Lesignano
Lesignano La Storia, e i suoi protagonisti, continuano a parlarci. Nelle testimonianze dirette o attraverso documenti che spesso giacciono nei faldoni degli archivi e di cui nessuno ha memoria. E così le parole di un giovane alpino sul fronte russo sono rimaste custodite per 80 anni nell’archivio comunale di Lesignano de’ Bagni. Grazie alla ricerca di Andrea Di Betta, Presidente della Sezione di Parma dell’Associazione Nazionale Combattenti Forze Armate Regolari Guerra di Liberazione, la storia di Antonio Ferretti è venuta alla luce e con essa il desiderio di trovare i suoi familiari e dare un volto a quelle parole.
«Una scoperta che ci ha emozionato e di cui sono orgogliosa – commenta il sindaco Sabrina Alberini -. È una lettera che è rimasta negli archivi per anni, giace in Comune dal 1943 e tante amministrazioni si sono alternate da allora, ma noi l’abbiamo trovata. È l’ultima che l’alpino, dichiarato disperso dopo due settimane, ha scritto alla famiglia che abitava a Mulazzano».
Archivista e studioso della storia militare, Di Betta è abituato a «cercare tra le carte», a consultare archivi e i documenti alla ricerca delle storie di quei giovani finiti al fronte, «per rinverdire la memoria delle comunità». E così è avvenuto a Lesignano.
«Quando ci siamo incontrati con il sindaco Alberini durante le cerimonie del IV Novembre è nata la proposta di una visita nell’archivio di Lesignano» racconta. Quindi la scoperta. Un semplice foglio scritto fronte e retro, di un alpino dell’8° Reggimento alpini, Antonio Ferretti, classe 1911. La data 28-12-’42: «Caro padre – si legge nelle prime righe -, con piacere oggi ho ricevuto la vostra lettera e sento che vi trovate in ottima salute, così vi posso assicurare di me…». «Quelle sparute righe dell’alpino Antonio Ferretti, sono uno spazio di tranquillità ritagliato negli ultimi giorni dell’operazione sovietica “Piccolo Saturno” che ha sfibrato le forze italiane sul Don – spiega Di Betta -. Sono la voglia di casa, di ritornare agli angoli familiari, alle piccole preoccupazioni che sono nulla in confronto alla terra che trema sotto l’artiglieria o i carri armati. Sono il preoccuparsi di persone adagiate sulle curve morbide delle prime colline del Parmense, a ripensare ai colori d’inverno ed alla prima neve che sarà sempre meno di quella che c’è in Russia. La Posta Militare 202 che è riportata in fondo alla lettera si traduce nella 3a Divisione “Julia”, l’ufficio militare «era attivo dal 15 settembre 1942 a Rossoš», ora in Russia. La notte tra il 15 e 16 gennaio 1943, inizia il ripiegamento su Marievka». Dopo mesi da quella lettera il padre Bonfiglio la consegna in Comune per dimostrare che il figlio non ha mancato alla «chiamata» alle armi, ma si trova al fronte. Una «prova in vita» come richiesto dall’autorità, per i tanti giovani «attualmente irraggiungibili».
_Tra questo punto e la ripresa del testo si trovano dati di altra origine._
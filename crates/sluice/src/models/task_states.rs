/*
 *  Copyright 2025-2026 Colliery Software
 *
 *  Licensed under the Apache License, Version 2.0 (the "License");
 *  you may not use this file except in compliance with the License.
 *  You may obtain a copy of the License at
 *
 *      http://www.apache.org/licenses/LICENSE-2.0
 *
 *  Unless required by applicable law or agreed to in writing, software
 *  distributed under the License is distributed on an "AS IS" BASIS,
 *  WITHOUT WARRANTIES OR CONDITIONS OF ANY KIND, either express or implied.
 *  See the License for the specific language governing permissions and
 *  limitations under the License.
 */

//! Per-query map of task execution states.

use serde::{Deserialize, Serialize};
use std::collections::HashMap;
use std::fmt;
use uuid::Uuid;

use super::keys::QueryKey;

/// Execution state of one task.
#[derive(Debug, Clone, Copy, Hash, Eq, PartialEq, Serialize, Deserialize)]
#[serde(rename_all = "SCREAMING_SNAKE_CASE")]
pub enum TaskState {
    Ready,
    Running,
    Completed,
    Failed,
}

impl fmt::Display for TaskState {
    fn fmt(&self, f: &mut fmt::Formatter<'_>) -> fmt::Result {
        let s = match self {
            TaskState::Ready => "READY",
            TaskState::Running => "RUNNING",
            TaskState::Completed => "COMPLETED",
            TaskState::Failed => "FAILED",
        };
        write!(f, "{}", s)
    }
}

/// The execution states of every outstanding task of one query.
///
/// When `max_running` is set, transitions into `Running` beyond the cap are
/// refused; the cap mirrors the query's semaphore count so the state map and
/// the lock manager agree on how many tasks may run concurrently.
#[derive(Debug, Clone, PartialEq, Serialize, Deserialize)]
pub struct TaskStates {
    pub query_key: QueryKey,
    pub max_running: Option<usize>,
    pub task_states: HashMap<Uuid, TaskState>,
}

impl TaskStates {
    pub fn new(query_key: QueryKey, max_running: Option<usize>) -> Self {
        Self {
            query_key,
            max_running,
            task_states: HashMap::new(),
        }
    }

    pub fn state(&self, task_id: Uuid) -> Option<TaskState> {
        self.task_states.get(&task_id).copied()
    }

    /// Sets the state of a task. Returns false without mutating when the
    /// transition is into `Running` and the running cap is already reached by
    /// other tasks.
    pub fn set_state(&mut self, task_id: Uuid, state: TaskState) -> bool {
        if state == TaskState::Running {
            if let Some(max) = self.max_running {
                let running_others = self
                    .task_states
                    .iter()
                    .filter(|(id, s)| **id != task_id && **s == TaskState::Running)
                    .count();
                if running_others >= max {
                    return false;
                }
            }
        }
        self.task_states.insert(task_id, state);
        true
    }

    pub fn remove(&mut self, task_id: Uuid) -> Option<TaskState> {
        self.task_states.remove(&task_id)
    }

    pub fn running_count(&self) -> usize {
        self.task_states
            .values()
            .filter(|s| **s == TaskState::Running)
            .count()
    }

    pub fn tasks_in_state(&self, state: TaskState) -> Vec<Uuid> {
        self.task_states
            .iter()
            .filter(|(_, s)| **s == state)
            .map(|(id, _)| *id)
            .collect()
    }

    pub fn is_empty(&self) -> bool {
        self.task_states.is_empty()
    }
}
E la speranza del genitore è che sia ancora in salute. L’archivio comunale restituisce però l’amara verità: «il 15 ottobre 1943, con un telegramma di Stato, l’alpino Antonio Ferretti, è dichiarato disperso il 16 gennaio 1943» dice Di Betta. Affiancato da Valter Bussoni, capogruppo della sezione locale degli alpini - «Serviva quello che io chiamo uno sherpa, una guida alpina che conoscesse tutti i sassi, le case e le famiglie» -, si è messo sulle tracce dei famigliari, «ma senza l’ausilio della macchina comunale che ci affianca puntualmente, non è che possiamo andare tanto lontano. E per questo ringrazio il sindaco Alberini. Perché c’è anche un colpo basso del Destino: di Antonio Ferretti ce ne sono pure due. Ed entrambi dispersi sul fronte russo, a due settimane di distanza. Per questo l’intrico delle genealogie e delle parentele è più difficoltoso». «Abbiamo individuato i genitori (Bonfiglio Ferretti e Caterina Donati) ma dalle ricerche effettuate sembra che il padre abbia assistito alla morte di tutta la sua famiglia – spiega Alberini -. Il rischio quindi è che la sua linea familiare si sia estinta. Stiamo verificando l’intestazione delle luci votive, ma ci appelliamo alla cittadinanza perché ci aiuti a trovare la famiglia, un discendente: ci piacerebbe «restituire» una copia della lettera». «E’ un bisogno di immaginazione – conclude Di Betta -, anzi di togliersi la fantasia di chi erano quegli uomini travolti dalla guerra. Per poterli ricordare meglio e riallacciare i fili della memoria».